From the entries below, copy each line in which the word "submission" occurs.

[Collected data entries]
--- START ---

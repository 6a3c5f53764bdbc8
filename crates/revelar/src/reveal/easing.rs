//! Easing curves in the animation engine's vocabulary.
//!
//! Curve names follow the engine's power-N convention: `power1` is the
//! quadratic family, `power2` cubic, `power3` quartic. Each curve is
//! evaluable at normalized time for sampling and verification.

use crate::result::{RevelarError, RevelarResult};
use serde::{Deserialize, Serialize};

/// A named easing curve.
#[derive(Debug, Clone, Copy, PartialEq, Eq, Serialize, Deserialize, Default)]
pub enum Ease {
    /// Linear interpolation
    Linear,
    /// Quadratic ease-in (`power1.in`)
    Power1In,
    /// Quadratic ease-out (`power1.out`)
    Power1Out,
    /// Quadratic ease-in-out (`power1.inOut`)
    Power1InOut,
    /// Cubic ease-in (`power2.in`)
    Power2In,
    /// Cubic ease-out (`power2.out`)
    Power2Out,
    /// Cubic ease-in-out (`power2.inOut`)
    Power2InOut,
    /// Quartic ease-in (`power3.in`)
    Power3In,
    /// Quartic ease-out (`power3.out`) — the entrance-reveal default
    #[default]
    Power3Out,
    /// Quartic ease-in-out (`power3.inOut`)
    Power3InOut,
}

impl Ease {
    /// Evaluate the curve at normalized time t (0.0-1.0).
    ///
    /// Returns the interpolated progress (0.0-1.0). Out-of-range input
    /// is clamped.
    #[must_use]
    pub fn evaluate(&self, t: f64) -> f64 {
        let t = t.clamp(0.0, 1.0);
        match self {
            Self::Linear => t,
            Self::Power1In => ease_in(t, 2),
            Self::Power1Out => ease_out(t, 2),
            Self::Power1InOut => ease_in_out(t, 2),
            Self::Power2In => ease_in(t, 3),
            Self::Power2Out => ease_out(t, 3),
            Self::Power2InOut => ease_in_out(t, 3),
            Self::Power3In => ease_in(t, 4),
            Self::Power3Out => ease_out(t, 4),
            Self::Power3InOut => ease_in_out(t, 4),
        }
    }

    /// Wire name of the curve as the engine expects it (e.g. "power3.out")
    #[must_use]
    pub const fn name(&self) -> &'static str {
        match self {
            Self::Linear => "linear",
            Self::Power1In => "power1.in",
            Self::Power1Out => "power1.out",
            Self::Power1InOut => "power1.inOut",
            Self::Power2In => "power2.in",
            Self::Power2Out => "power2.out",
            Self::Power2InOut => "power2.inOut",
            Self::Power3In => "power3.in",
            Self::Power3Out => "power3.out",
            Self::Power3InOut => "power3.inOut",
        }
    }

    /// Parse a curve from its wire name.
    ///
    /// # Errors
    ///
    /// Returns [`RevelarError::UnknownEase`] for unrecognized names.
    pub fn from_name(name: &str) -> RevelarResult<Self> {
        match name {
            "linear" => Ok(Self::Linear),
            "power1.in" => Ok(Self::Power1In),
            "power1.out" => Ok(Self::Power1Out),
            "power1.inOut" => Ok(Self::Power1InOut),
            "power2.in" => Ok(Self::Power2In),
            "power2.out" => Ok(Self::Power2Out),
            "power2.inOut" => Ok(Self::Power2InOut),
            "power3.in" => Ok(Self::Power3In),
            "power3.out" => Ok(Self::Power3Out),
            "power3.inOut" => Ok(Self::Power3InOut),
            other => Err(RevelarError::UnknownEase {
                name: other.to_string(),
            }),
        }
    }

    /// Sample the curve at N equally spaced points.
    ///
    /// Useful for generating reference curves for verification.
    #[must_use]
    pub fn sample(&self, num_samples: usize) -> Vec<Keyframe> {
        if num_samples == 0 {
            return Vec::new();
        }
        if num_samples == 1 {
            return vec![Keyframe {
                t: 0.0,
                value: self.evaluate(0.0),
            }];
        }
        (0..num_samples)
            .map(|i| {
                let t = i as f64 / (num_samples - 1) as f64;
                Keyframe {
                    t,
                    value: self.evaluate(t),
                }
            })
            .collect()
    }
}

impl std::fmt::Display for Ease {
    fn fmt(&self, f: &mut std::fmt::Formatter<'_>) -> std::fmt::Result {
        f.write_str(self.name())
    }
}

/// A sampled point on an easing curve.
#[derive(Clone, Debug)]
pub struct Keyframe {
    /// Normalized time (0.0-1.0)
    pub t: f64,
    /// Curve value (0.0-1.0)
    pub value: f64,
}

fn ease_in(t: f64, power: i32) -> f64 {
    t.powi(power)
}

fn ease_out(t: f64, power: i32) -> f64 {
    1.0 - (1.0 - t).powi(power)
}

fn ease_in_out(t: f64, power: i32) -> f64 {
    if t < 0.5 {
        f64::from(2_i32.pow(power.unsigned_abs() - 1)) * t.powi(power)
    } else {
        1.0 - (-2.0 * t + 2.0).powi(power) / 2.0
    }
}
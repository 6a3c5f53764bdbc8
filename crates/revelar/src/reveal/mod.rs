//! Entrance-reveal planning: discovery, parameter derivation, easing.
//!
//! # Architecture
//!
//! ```text
//! PageDocument ──→ plan::compute_plan ──→ RevealPlan
//!                                             │
//!                        one RevealTween per target:
//!                        (TargetHandle, StartState, EndState)
//!
//! Ease ──→ easing::Ease::evaluate / sample ──→ curve verification
//! ```
//!
//! Planning is pure: the same snapshot always yields the same plan, and
//! nothing here touches an engine or a log sink.

pub mod easing;
pub mod plan;
pub mod types;

pub use easing::{Ease, Keyframe};
pub use plan::{compute_plan, validate_directions};
pub use types::{
    Direction, EndState, RevealPlan, RevealTween, StartState, TargetHandle, TweenSample,
    Visibility, ENTRY_OFFSET, FROM_BOTTOM_CLASS, FROM_LEFT_CLASS, FROM_RIGHT_CLASS, REVEAL_CLASS,
    REVEAL_DURATION_SECS, STAGGER_STEP_SECS,
};
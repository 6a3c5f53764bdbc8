//! Animation engine seam.
//!
//! The planner treats the engine as an opaque "animate from/to" capability.
//! Every submission is surfaced as a future so callers can await completion
//! deterministically instead of relying on wall-clock delay values.

use async_trait::async_trait;
use std::sync::Mutex;
use std::time::Duration;

use crate::result::{RevelarError, RevelarResult};
use crate::reveal::RevealTween;

/// An external animation engine.
///
/// Implementations own their timing loops; the caller only learns about
/// completion through the returned future.
#[async_trait]
pub trait AnimationEngine: Send + Sync {
    /// Animate an element from the tween's start state to its end state.
    ///
    /// Resolves when the animation (including its delay) has completed.
    ///
    /// # Errors
    ///
    /// Returns an error if the engine is unavailable or rejects the tween.
    async fn animate(&self, tween: &RevealTween) -> RevelarResult<()>;
}

/// Test double that records every submitted tween and completes immediately.
#[derive(Debug, Default)]
pub struct RecordingEngine {
    calls: Mutex<Vec<RevealTween>>,
}

impl RecordingEngine {
    /// Create a new recording engine
    #[must_use]
    pub fn new() -> Self {
        Self::default()
    }

    /// Tweens submitted so far, in submission order
    #[must_use]
    pub fn calls(&self) -> Vec<RevealTween> {
        self.calls
            .lock()
            .unwrap_or_else(std::sync::PoisonError::into_inner)
            .clone()
    }

    /// Number of tweens submitted so far
    #[must_use]
    pub fn call_count(&self) -> usize {
        self.calls
            .lock()
            .unwrap_or_else(std::sync::PoisonError::into_inner)
            .len()
    }
}

#[async_trait]
impl AnimationEngine for RecordingEngine {
    async fn animate(&self, tween: &RevealTween) -> RevelarResult<()> {
        self.calls
            .lock()
            .unwrap_or_else(std::sync::PoisonError::into_inner)
            .push(tween.clone());
        Ok(())
    }
}

/// Engine double modeling the "engine not loaded" failure mode.
///
/// Every submission fails with [`RevelarError::EngineUnavailable`], so
/// callers observe the fault as an `Err` instead of an uncaught exception
/// in the host.
#[derive(Debug, Default, Clone, Copy)]
pub struct UnavailableEngine;

impl UnavailableEngine {
    /// Create a new unavailable engine
    #[must_use]
    pub fn new() -> Self {
        Self
    }
}

#[async_trait]
impl AnimationEngine for UnavailableEngine {
    async fn animate(&self, _tween: &RevealTween) -> RevelarResult<()> {
        Err(RevelarError::EngineUnavailable {
            message: "animation engine is not loaded".to_string(),
        })
    }
}

/// Engine that completes each tween after its declared delay plus duration.
///
/// Time is scaled by a configurable factor, so end-to-end tests can run a
/// full staggered reveal in microseconds while preserving relative timing.
#[derive(Debug, Clone, Copy)]
pub struct SimulatedEngine {
    time_scale: f64,
}

impl SimulatedEngine {
    /// Create an engine running at real-time speed
    #[must_use]
    pub fn new() -> Self {
        Self { time_scale: 1.0 }
    }

    /// Scale all waits by a factor (0.0 completes immediately)
    #[must_use]
    pub fn with_time_scale(mut self, time_scale: f64) -> Self {
        self.time_scale = time_scale.max(0.0);
        self
    }

    /// Scaled wall-clock time until a tween completes, in seconds
    #[must_use]
    pub fn completion_secs(&self, tween: &RevealTween) -> f64 {
        tween.completion_secs() * self.time_scale
    }
}

impl Default for SimulatedEngine {
    fn default() -> Self {
        Self::new()
    }
}

#[async_trait]
impl AnimationEngine for SimulatedEngine {
    async fn animate(&self, tween: &RevealTween) -> RevelarResult<()> {
        let secs = self.completion_secs(tween);
        if secs > 0.0 {
            tokio::time::sleep(Duration::from_secs_f64(secs)).await;
        }
        Ok(())
    }
}
//! Page initializer: the "document structure ready" entry point.
//!
//! A thin adapter over the pure planning core. On firing it reads the
//! diagnostic username attribute, discovers reveal targets, and submits one
//! tween per target to the engine, awaiting all completions. Linear and
//! one-shot: no retained state, no retries, no fallback rendering path.

use serde::Serialize;

use crate::dom::PageDocument;
use crate::engine::AnimationEngine;
use crate::result::RevelarResult;
use crate::reveal::{compute_plan, RevealPlan};

/// Outcome of one initializer run.
#[derive(Debug, Clone, PartialEq, Eq, Serialize)]
pub struct RevealReport {
    /// Username as read from the document, if present
    pub username: Option<String>,
    /// Number of reveal targets discovered
    pub targets_found: usize,
    /// Number of tweens the engine completed
    pub tweens_completed: usize,
}

/// Runs the reveal flow against a document snapshot.
#[derive(Debug)]
pub struct PageInitializer<E> {
    engine: E,
}

impl<E: AnimationEngine> PageInitializer<E> {
    /// Create an initializer over an engine
    #[must_use]
    pub fn new(engine: E) -> Self {
        Self { engine }
    }

    /// Access the underlying engine
    #[must_use]
    pub fn engine(&self) -> &E {
        &self.engine
    }

    /// Compute the reveal plan for a document without submitting it.
    #[must_use]
    pub fn plan(&self, doc: &PageDocument) -> RevealPlan {
        compute_plan(doc)
    }

    /// Handle the "document structure ready" signal.
    ///
    /// Reads the diagnostic username (absence is valid and logged as such),
    /// discovers targets, and submits every tween. Resolves once all
    /// animations have completed.
    ///
    /// # Errors
    ///
    /// Propagates the first engine failure; discovery of zero targets is
    /// not an error.
    pub async fn on_content_loaded(&self, doc: &PageDocument) -> RevelarResult<RevealReport> {
        let username = doc.current_username().map(ToOwned::to_owned);
        match username.as_deref() {
            Some(name) => tracing::info!(username = %name, "document ready"),
            None => tracing::info!("document ready, no username attribute"),
        }

        let plan = compute_plan(doc);
        if plan.is_empty() {
            tracing::info!("no reveal sections found");
            return Ok(RevealReport {
                username,
                targets_found: 0,
                tweens_completed: 0,
            });
        }
        tracing::info!(count = plan.len(), "found reveal sections");

        let targets_found = plan.len();
        futures::future::try_join_all(plan.tweens.iter().map(|tween| {
            tracing::debug!(
                target = %tween.target.label(),
                delay_secs = tween.to.delay_secs,
                "submitting tween"
            );
            self.engine.animate(tween)
        }))
        .await?;

        Ok(RevealReport {
            username,
            targets_found,
            tweens_completed: targets_found,
        })
    }
}
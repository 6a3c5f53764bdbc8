//! Revelar: deterministic entrance-reveal animation planning.
//!
//! Revelar (Spanish: "to reveal") models a server-rendered page snapshot,
//! discovers elements marked for entrance animation, derives per-element
//! tween parameters (direction offset, staggered delay, duration, easing),
//! and submits them to a pluggable async animation engine.
//!
//! # Architecture
//!
//! ```text
//! ┌─────────────────────────────────────────────────────────────────┐
//! │                    REVELAR Architecture                          │
//! ├─────────────────────────────────────────────────────────────────┤
//! │   ┌────────────┐    ┌────────────┐    ┌────────────┐            │
//! │   │ Page       │    │ Planning   │    │ Animation  │            │
//! │   │ Snapshot   │───►│ Core       │───►│ Engine     │            │
//! │   │ (dom)      │    │ (reveal)   │    │ (engine)   │            │
//! │   └────────────┘    └────────────┘    └────────────┘            │
//! │                           ▲                                      │
//! │                    PageInitializer (init)                        │
//! │                    diagnostic read + submission                  │
//! └─────────────────────────────────────────────────────────────────┘
//! ```
//!
//! The planning core is pure — document snapshot in, ordered tween list
//! out — so parameter derivation is unit testable without a rendering
//! host. The initializer is the only environment-bound part: it logs the
//! diagnostic username attribute and awaits engine completions.
//!
//! # Example
//!
//! ```
//! use revelar::{ElementNode, PageDocument, compute_plan, Direction, REVEAL_CLASS};
//!
//! let doc = PageDocument::new("Index").with_body(
//!     ElementNode::new("body").child(
//!         ElementNode::new("section")
//!             .with_classes([REVEAL_CLASS, "gs_reveal_fromLeft"]),
//!     ),
//! );
//! let plan = compute_plan(&doc);
//! assert_eq!(plan.len(), 1);
//! assert_eq!(plan.tweens[0].direction, Direction::FromLeft);
//! ```

#![warn(missing_docs)]

pub mod dom;
pub mod engine;
pub mod init;
pub mod result;
pub mod reveal;

pub use dom::{ElementNode, PageDocument, USERNAME_DATA_KEY};
pub use engine::{AnimationEngine, RecordingEngine, SimulatedEngine, UnavailableEngine};
pub use init::{PageInitializer, RevealReport};
pub use result::{RevelarError, RevelarResult};
pub use reveal::{
    compute_plan, validate_directions, Direction, Ease, EndState, Keyframe, RevealPlan,
    RevealTween, StartState, TargetHandle, TweenSample, Visibility, ENTRY_OFFSET,
    FROM_BOTTOM_CLASS, FROM_LEFT_CLASS, FROM_RIGHT_CLASS, REVEAL_CLASS, REVEAL_DURATION_SECS,
    STAGGER_STEP_SECS,
};
/// Calculate Relative Strength Index (RSI) at `index`
///
/// RSI measures the magnitude of recent price changes to evaluate
/// overbought or oversold conditions.
///
/// Values:
/// - RSI > 70: Overbought
/// - RSI < 30: Oversold
///
/// Needs `period` trailing differences, i.e. `period + 1` samples ending at
/// `index`. Saturates at exactly 100 when the trailing losses sum to zero.
pub fn calculate_rsi(values: &[f64], period: usize, index: usize) -> Option<f64> {
    if index + 1 < period + 1 || index >= values.len() {
        return None;
    }

    let mut gains = 0.0;
    let mut losses = 0.0;

    for i in index + 1 - period..=index {
        let diff = values[i] - values[i - 1];
        if diff >= 0.0 {
            gains += diff;
        } else {
            losses -= diff;
        }
    }

    let avg_gain = gains / period as f64;
    let avg_loss = losses / period as f64;

    if avg_loss == 0.0 {
        return Some(100.0); // avoid division by zero
    }

    let rs = avg_gain / avg_loss;
    Some(100.0 - 100.0 / (1.0 + rs))
}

--- END ---

→ Result for this task:
//! Every submission is surfaced as a future so callers can await completion
    /// Tweens submitted so far, in submission order
/// Every submission fails with [`RevelarError::EngineUnavailable`], so
//! │                    diagnostic read + submission                  │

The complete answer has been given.